Rasulullah Shallallahu 'alaihi wasallam
akhirnya tetap tinggal di lingkungan
kabilah Bani Sa'ad, hingga terjadinya peristiwa dibelahnya dada beliau ketika berusia empat atau lima tahun. Imam Muslim
meriwayatkan dari Anas bahwasanya Rasulullah
Shallallahu 'alaihi wasallam didatangi oleh Malaikat Jibril 'alaihissalam saat beliau tengah bermain bersama
teman-teman sebayanya. Malaikat Jibril memegang beliau sehingga membuatnya pingsan lalu membelah bagian hatinya, kemudian Malaikat Jibril mengeluarkan
segumpal darahnya tersebut dan berkata, “ini adalah bagian syaithan yang ada pada dirimu!”. Kemudian Malaikat Jibril meletakkannya di
dalam baskom yang terbuat dari emas dan mencucinya
dengan air zam-zam, merapihkannya dan mengembalikannya ke tempatnya semula.

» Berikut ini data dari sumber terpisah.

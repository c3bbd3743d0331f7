//! Application configuration module
//!
//! Type-safe configuration loaded from environment variables using the
//! `config` and `dotenvy` crates. Variables carry the `HELPDESK` prefix and
//! nested values are separated with a double underscore.
//!
//! # Example
//!
//! ```no_run
//! use helpdesk_ai::config::AppConfig;
//!
//! let config = AppConfig::load().expect("Failed to load configuration");
//! config.validate().expect("Invalid configuration");
//! ```

mod ai;
mod auth;
mod database;
mod error;
mod server;

pub use ai::AiConfig;
pub use auth::{AuthConfig, MAX_TOKEN_LIFETIME_HOURS, MIN_PRODUCTION_SECRET_BYTES};
pub use database::DatabaseConfig;
pub use error::{ConfigError, ValidationError};
pub use server::{Environment, ServerConfig};

use serde::Deserialize;

/// Root application configuration
#[derive(Debug, Clone, Deserialize)]
pub struct AppConfig {
    #[serde(default)]
    pub server: ServerConfig,

    pub database: DatabaseConfig,

    pub auth: AuthConfig,

    #[serde(default)]
    pub ai: AiConfig,
}

impl AppConfig {
    /// Load configuration from environment variables
    ///
    /// Reads `.env` when present, then `HELPDESK__*` variables:
    ///
    /// - `HELPDESK__SERVER__PORT=8080` -> `server.port = 8080`
    /// - `HELPDESK__DATABASE__URL=...` -> `database.url = ...`
    ///
    /// # Errors
    ///
    /// Returns `ConfigError` if required variables are missing or values
    /// cannot be parsed into the expected types.
    pub fn load() -> Result<Self, ConfigError> {
        dotenvy::dotenv().ok();

        let config = config::Config::builder()
            .add_source(
                config::Environment::default()
                    .prefix("HELPDESK")
                    .prefix_separator("__")
                    .separator("__"),
            )
            .build()?
            .try_deserialize()?;

        Ok(config)
    }

    /// Semantic validation of every section.
    ///
    /// # Errors
    ///
    /// Returns the first `ValidationError` found.
    pub fn validate(&self) -> Result<(), ValidationError> {
        self.server.validate()?;
        self.database.validate()?;
        self.auth.validate(self.server.environment)?;
        self.ai.validate()?;
        Ok(())
    }

    pub fn is_production(&self) -> bool {
        self.server.is_production()
    }
}

#[cfg(test)]
mod tests {
    use super::*;
    use std::env;
    use std::sync::Mutex;

    // Env vars are process-global
    static ENV_MUTEX: Mutex<()> = Mutex::new(());

    const VARS: &[&str] = &[
        "HELPDESK__DATABASE__URL",
        "HELPDESK__AUTH__SECRET_KEY",
        "HELPDESK__SERVER__PORT",
        "HELPDESK__SERVER__ENVIRONMENT",
        "HELPDESK__AI__CONFIDENCE_THRESHOLD",
        "HELPDESK__AI__API_KEY",
    ];

    fn set_minimal_env() {
        env::set_var("HELPDESK__DATABASE__URL", "postgresql://test@localhost/test");
        env::set_var("HELPDESK__AUTH__SECRET_KEY", "dev-secret");
    }

    fn clear_env() {
        for var in VARS {
            env::remove_var(var);
        }
    }

    fn load_with(extra: &[(&str, &str)]) -> Result<AppConfig, ConfigError> {
        let _guard = ENV_MUTEX.lock().unwrap_or_else(|p| p.into_inner());
        set_minimal_env();
        for (key, value) in extra {
            env::set_var(key, value);
        }
        let result = AppConfig::load();
        clear_env();
        result
    }

    #[test]
    fn loads_minimal_environment() {
        let config = load_with(&[]).expect("config should load");
        assert_eq!(config.database.url, "postgresql://test@localhost/test");
        assert_eq!(config.server.port, 8080);
        assert_eq!(config.server.environment, Environment::Development);
        assert_eq!(config.ai.confidence_threshold, 0.7);
        assert!(!config.ai.has_api_key());
        assert!(config.validate().is_ok());
    }

    #[test]
    fn nested_overrides_apply() {
        let config = load_with(&[
            ("HELPDESK__SERVER__PORT", "3000"),
            ("HELPDESK__AI__CONFIDENCE_THRESHOLD", "0.85"),
            ("HELPDESK__AI__API_KEY", "gsk_test"),
        ])
        .expect("config should load");
        assert_eq!(config.server.port, 3000);
        assert_eq!(config.ai.confidence_threshold, 0.85);
        assert!(config.ai.has_api_key());
    }

    #[test]
    fn production_requires_long_secret() {
        let config = load_with(&[("HELPDESK__SERVER__ENVIRONMENT", "production")])
            .expect("config should load");
        assert!(config.is_production());
        assert_eq!(
            config.validate(),
            Err(ValidationError::SecretKeyTooShort(MIN_PRODUCTION_SECRET_BYTES))
        );
    }
}
//! PostgreSQL implementation of ConversationRepository.
//!
//! Deleting a conversation runs in one transaction: its messages go first,
//! linked tickets are unlinked, then the conversation row is removed.

use async_trait::async_trait;
use sqlx::postgres::PgRow;
use sqlx::PgPool;

use super::column;
use crate::domain::conversation::{
    Conversation, ConversationStatus, Message, MessageRole, NewConversation, NewMessage,
};
use crate::domain::decision::DecisionAction;
use crate::domain::foundation::{
    ConversationId, DomainError, ErrorCode, MessageId, Timestamp, UserId,
};
use crate::ports::{ConversationFilter, ConversationRepository};

const CONVERSATION_COLUMNS: &str = "id, title, status, user_id, created_at, updated_at";
const MESSAGE_COLUMNS: &str =
    "id, conversation_id, role, content, ai_confidence, ai_action, created_at";

/// PostgreSQL implementation of ConversationRepository.
#[derive(Clone)]
pub struct PostgresConversationRepository {
    pool: PgPool,
}

impl PostgresConversationRepository {
    pub fn new(pool: PgPool) -> Self {
        Self { pool }
    }
}

fn not_found(id: ConversationId) -> DomainError {
    DomainError::new(
        ErrorCode::ConversationNotFound,
        format!("Conversation not found: {}", id),
    )
}

#[async_trait]
impl ConversationRepository for PostgresConversationRepository {
    async fn insert(&self, conversation: &NewConversation) -> Result<Conversation, DomainError> {
        let sql = format!(
            "INSERT INTO conversations (title, status, user_id) VALUES ($1, $2, $3) RETURNING {}",
            CONVERSATION_COLUMNS
        );

        let row = sqlx::query(&sql)
            .bind(conversation.title())
            .bind(ConversationStatus::Active.as_str())
            .bind(conversation.user_id().map(|id| id.as_i64()))
            .fetch_one(&self.pool)
            .await
            .map_err(|e| DomainError::database("Failed to insert conversation", e))?;

        row_to_conversation(&row)
    }

    async fn find_by_id(&self, id: ConversationId) -> Result<Option<Conversation>, DomainError> {
        let sql = format!(
            "SELECT {} FROM conversations WHERE id = $1",
            CONVERSATION_COLUMNS
        );

        let row = sqlx::query(&sql)
            .bind(id.as_i64())
            .fetch_optional(&self.pool)
            .await
            .map_err(|e| DomainError::database("Failed to fetch conversation", e))?;

        row.as_ref().map(row_to_conversation).transpose()
    }

    async fn list(&self, filter: &ConversationFilter) -> Result<Vec<Conversation>, DomainError> {
        let sql = format!(
            r#"
            SELECT {}
            FROM conversations
            WHERE ($1::BIGINT IS NULL OR user_id = $1)
              AND ($2::TEXT IS NULL OR status = $2)
            ORDER BY created_at DESC, id DESC
            OFFSET $3
            LIMIT $4
            "#,
            CONVERSATION_COLUMNS
        );

        let rows = sqlx::query(&sql)
            .bind(filter.owner.map(|id| id.as_i64()))
            .bind(filter.status.map(|s| s.as_str()))
            .bind(i64::from(filter.page.skip()))
            .bind(i64::from(filter.page.limit()))
            .fetch_all(&self.pool)
            .await
            .map_err(|e| DomainError::database("Failed to list conversations", e))?;

        rows.iter().map(row_to_conversation).collect()
    }

    async fn update(&self, conversation: &Conversation) -> Result<(), DomainError> {
        let result = sqlx::query(
            r#"
            UPDATE conversations SET
                title = $2,
                status = $3,
                updated_at = $4
            WHERE id = $1
            "#,
        )
        .bind(conversation.id().as_i64())
        .bind(conversation.title())
        .bind(conversation.status().as_str())
        .bind(conversation.updated_at().as_datetime())
        .execute(&self.pool)
        .await
        .map_err(|e| DomainError::database("Failed to update conversation", e))?;

        if result.rows_affected() == 0 {
            return Err(not_found(conversation.id()));
        }

        Ok(())
    }

    async fn delete(&self, id: ConversationId) -> Result<bool, DomainError> {
        let mut tx = self
            .pool
            .begin()
            .await
            .map_err(|e| DomainError::database("Failed to start transaction", e))?;

        sqlx::query("DELETE FROM messages WHERE conversation_id = $1")
            .bind(id.as_i64())
            .execute(&mut *tx)
            .await
            .map_err(|e| DomainError::database("Failed to delete messages", e))?;

        sqlx::query("UPDATE tickets SET conversation_id = NULL WHERE conversation_id = $1")
            .bind(id.as_i64())
            .execute(&mut *tx)
            .await
            .map_err(|e| DomainError::database("Failed to unlink tickets", e))?;

        let result = sqlx::query("DELETE FROM conversations WHERE id = $1")
            .bind(id.as_i64())
            .execute(&mut *tx)
            .await
            .map_err(|e| DomainError::database("Failed to delete conversation", e))?;

        tx.commit()
            .await
            .map_err(|e| DomainError::database("Failed to commit transaction", e))?;

        Ok(result.rows_affected() > 0)
    }

    async fn append_message(
        &self,
        conversation_id: ConversationId,
        message: &NewMessage,
    ) -> Result<Message, DomainError> {
        let sql = format!(
            r#"
            INSERT INTO messages (conversation_id, role, content, ai_confidence, ai_action)
            VALUES ($1, $2, $3, $4, $5)
            RETURNING {}
            "#,
            MESSAGE_COLUMNS
        );

        let row = sqlx::query(&sql)
            .bind(conversation_id.as_i64())
            .bind(message.role().as_str())
            .bind(message.content())
            .bind(message.ai_confidence())
            .bind(message.ai_action().map(|a| a.as_str()))
            .fetch_one(&self.pool)
            .await
            .map_err(|e| match e {
                sqlx::Error::Database(ref db) if db.is_foreign_key_violation() => {
                    not_found(conversation_id)
                }
                other => DomainError::database("Failed to insert message", other),
            })?;

        row_to_message(&row)
    }

    async fn messages(&self, conversation_id: ConversationId) -> Result<Vec<Message>, DomainError> {
        let sql = format!(
            "SELECT {} FROM messages WHERE conversation_id = $1 ORDER BY created_at ASC, id ASC",
            MESSAGE_COLUMNS
        );

        let rows = sqlx::query(&sql)
            .bind(conversation_id.as_i64())
            .fetch_all(&self.pool)
            .await
            .map_err(|e| DomainError::database("Failed to fetch messages", e))?;

        rows.iter().map(row_to_message).collect()
    }
}

// ════════════════════════════════════════════════════════════════════════════
// Helper functions
// ════════════════════════════════════════════════════════════════════════════

fn row_to_conversation(row: &PgRow) -> Result<Conversation, DomainError> {
    let status: String = column(row, "status")?;
    let status = status.parse::<ConversationStatus>().map_err(|e| {
        DomainError::new(
            ErrorCode::DatabaseError,
            format!("Invalid conversation status: {}", e),
        )
    })?;

    let user_id: Option<i64> = column(row, "user_id")?;
    let created_at: chrono::DateTime<chrono::Utc> = column(row, "created_at")?;
    let updated_at: chrono::DateTime<chrono::Utc> = column(row, "updated_at")?;

    Ok(Conversation::reconstitute(
        ConversationId::new(column(row, "id")?),
        column(row, "title")?,
        status,
        user_id.map(UserId::new),
        Timestamp::from_datetime(created_at),
        Timestamp::from_datetime(updated_at),
    ))
}

fn row_to_message(row: &PgRow) -> Result<Message, DomainError> {
    let role: String = column(row, "role")?;
    let role = role.parse::<MessageRole>().map_err(|e| {
        DomainError::new(ErrorCode::DatabaseError, format!("Invalid message role: {}", e))
    })?;

    let ai_action: Option<String> = column(row, "ai_action")?;
    let created_at: chrono::DateTime<chrono::Utc> = column(row, "created_at")?;

    Ok(Message::reconstitute(
        MessageId::new(column(row, "id")?),
        ConversationId::new(column(row, "conversation_id")?),
        role,
        column(row, "content")?,
        column(row, "ai_confidence")?,
        ai_action.as_deref().map(DecisionAction::from_label),
        Timestamp::from_datetime(created_at),
    ))
}
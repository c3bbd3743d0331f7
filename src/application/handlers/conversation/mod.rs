//! Conversation command and query handlers.
//!
//! Same access rules as tickets: owners and admins only, checked after the
//! lookup.

mod append_message;
mod create_conversation;
mod delete_conversation;
mod get_conversation;
mod list_conversations;
mod update_conversation;

pub use append_message::{AppendMessageCommand, AppendMessageHandler};
pub use create_conversation::{CreateConversationCommand, CreateConversationHandler};
pub use delete_conversation::{DeleteConversationCommand, DeleteConversationHandler};
pub use get_conversation::{ConversationWithMessages, GetConversationHandler, GetConversationQuery};
pub use list_conversations::{ListConversationsHandler, ListConversationsQuery};
pub use update_conversation::{UpdateConversationCommand, UpdateConversationHandler};

use crate::domain::conversation::{Conversation, ConversationError};
use crate::domain::foundation::{AuthenticatedUser, ConversationId};
use crate::ports::ConversationRepository;

/// Loads a conversation the actor is allowed to see.
pub(crate) async fn load_accessible(
    repository: &dyn ConversationRepository,
    id: ConversationId,
    actor: &AuthenticatedUser,
) -> Result<Conversation, ConversationError> {
    let conversation = repository
        .find_by_id(id)
        .await?
        .ok_or_else(|| ConversationError::not_found(id))?;

    if !actor.can_access(conversation.user_id()) {
        return Err(ConversationError::Forbidden);
    }

    Ok(conversation)
}
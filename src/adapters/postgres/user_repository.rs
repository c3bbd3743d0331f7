//! PostgreSQL implementation of UserRepository.

use async_trait::async_trait;
use sqlx::postgres::PgRow;
use sqlx::PgPool;

use super::column;
use crate::domain::foundation::{DomainError, ErrorCode, Role, Timestamp, UserId};
use crate::domain::user::{NewUser, User};
use crate::ports::UserRepository;

const USER_COLUMNS: &str = "id, username, email, password_hash, role, created_at";

/// Unique constraint names declared in the schema.
const EMAIL_UNIQUE_CONSTRAINT: &str = "users_email_key";

/// PostgreSQL implementation of UserRepository.
#[derive(Clone)]
pub struct PostgresUserRepository {
    pool: PgPool,
}

impl PostgresUserRepository {
    pub fn new(pool: PgPool) -> Self {
        Self { pool }
    }

    async fn find_one(&self, clause: &str, value: &str) -> Result<Option<User>, DomainError> {
        let sql = format!("SELECT {} FROM users WHERE {} = $1", USER_COLUMNS, clause);

        let row = sqlx::query(&sql)
            .bind(value)
            .fetch_optional(&self.pool)
            .await
            .map_err(|e| DomainError::database("Failed to fetch user", e))?;

        row.as_ref().map(row_to_user).transpose()
    }
}

#[async_trait]
impl UserRepository for PostgresUserRepository {
    async fn insert(&self, user: &NewUser) -> Result<User, DomainError> {
        let sql = format!(
            r#"
            INSERT INTO users (username, email, password_hash, role)
            VALUES ($1, $2, $3, $4)
            RETURNING {}
            "#,
            USER_COLUMNS
        );

        let row = sqlx::query(&sql)
            .bind(user.username())
            .bind(user.email())
            .bind(user.password_hash())
            .bind(user.role().as_str())
            .fetch_one(&self.pool)
            .await
            .map_err(|e| match e {
                sqlx::Error::Database(ref db) if db.is_unique_violation() => {
                    if db.constraint() == Some(EMAIL_UNIQUE_CONSTRAINT) {
                        DomainError::conflict("email", "Email already registered")
                    } else {
                        DomainError::conflict("username", "Username already registered")
                    }
                }
                other => DomainError::database("Failed to insert user", other),
            })?;

        row_to_user(&row)
    }

    async fn find_by_id(&self, id: UserId) -> Result<Option<User>, DomainError> {
        let sql = format!("SELECT {} FROM users WHERE id = $1", USER_COLUMNS);

        let row = sqlx::query(&sql)
            .bind(id.as_i64())
            .fetch_optional(&self.pool)
            .await
            .map_err(|e| DomainError::database("Failed to fetch user", e))?;

        row.as_ref().map(row_to_user).transpose()
    }

    async fn find_by_username(&self, username: &str) -> Result<Option<User>, DomainError> {
        self.find_one("username", username).await
    }

    async fn find_by_email(&self, email: &str) -> Result<Option<User>, DomainError> {
        self.find_one("email", email).await
    }
}

fn row_to_user(row: &PgRow) -> Result<User, DomainError> {
    let role: String = column(row, "role")?;
    let role = role.parse::<Role>().map_err(|e| {
        DomainError::new(ErrorCode::DatabaseError, format!("Invalid user role: {}", e))
    })?;
    let created_at: chrono::DateTime<chrono::Utc> = column(row, "created_at")?;

    Ok(User::reconstitute(
        UserId::new(column(row, "id")?),
        column(row, "username")?,
        column(row, "email")?,
        column(row, "password_hash")?,
        role,
        Timestamp::from_datetime(created_at),
    ))
}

Melihat hal tersebut, Teman-teman
sebaya beliau saw berlarian mencari ibu susuan beliau saw yaitu Halimah, seraya berteriak, “sesungguhnya Muhammad sudah dibunuh!”. Kaget mendengar hal tersebut, halimah dan keluarganya
bergegas mencari beliau saw, dan akhirnya mereka menemukan beliau saw masih hidup namun dalam kondisi rona muka yang sudah
berubah. Anas (perowi hadits ini) berkata:
'sungguh aku telah melihat bekas jahitan itu di
dada beliau Shallallahu 'alaihi wasallam '.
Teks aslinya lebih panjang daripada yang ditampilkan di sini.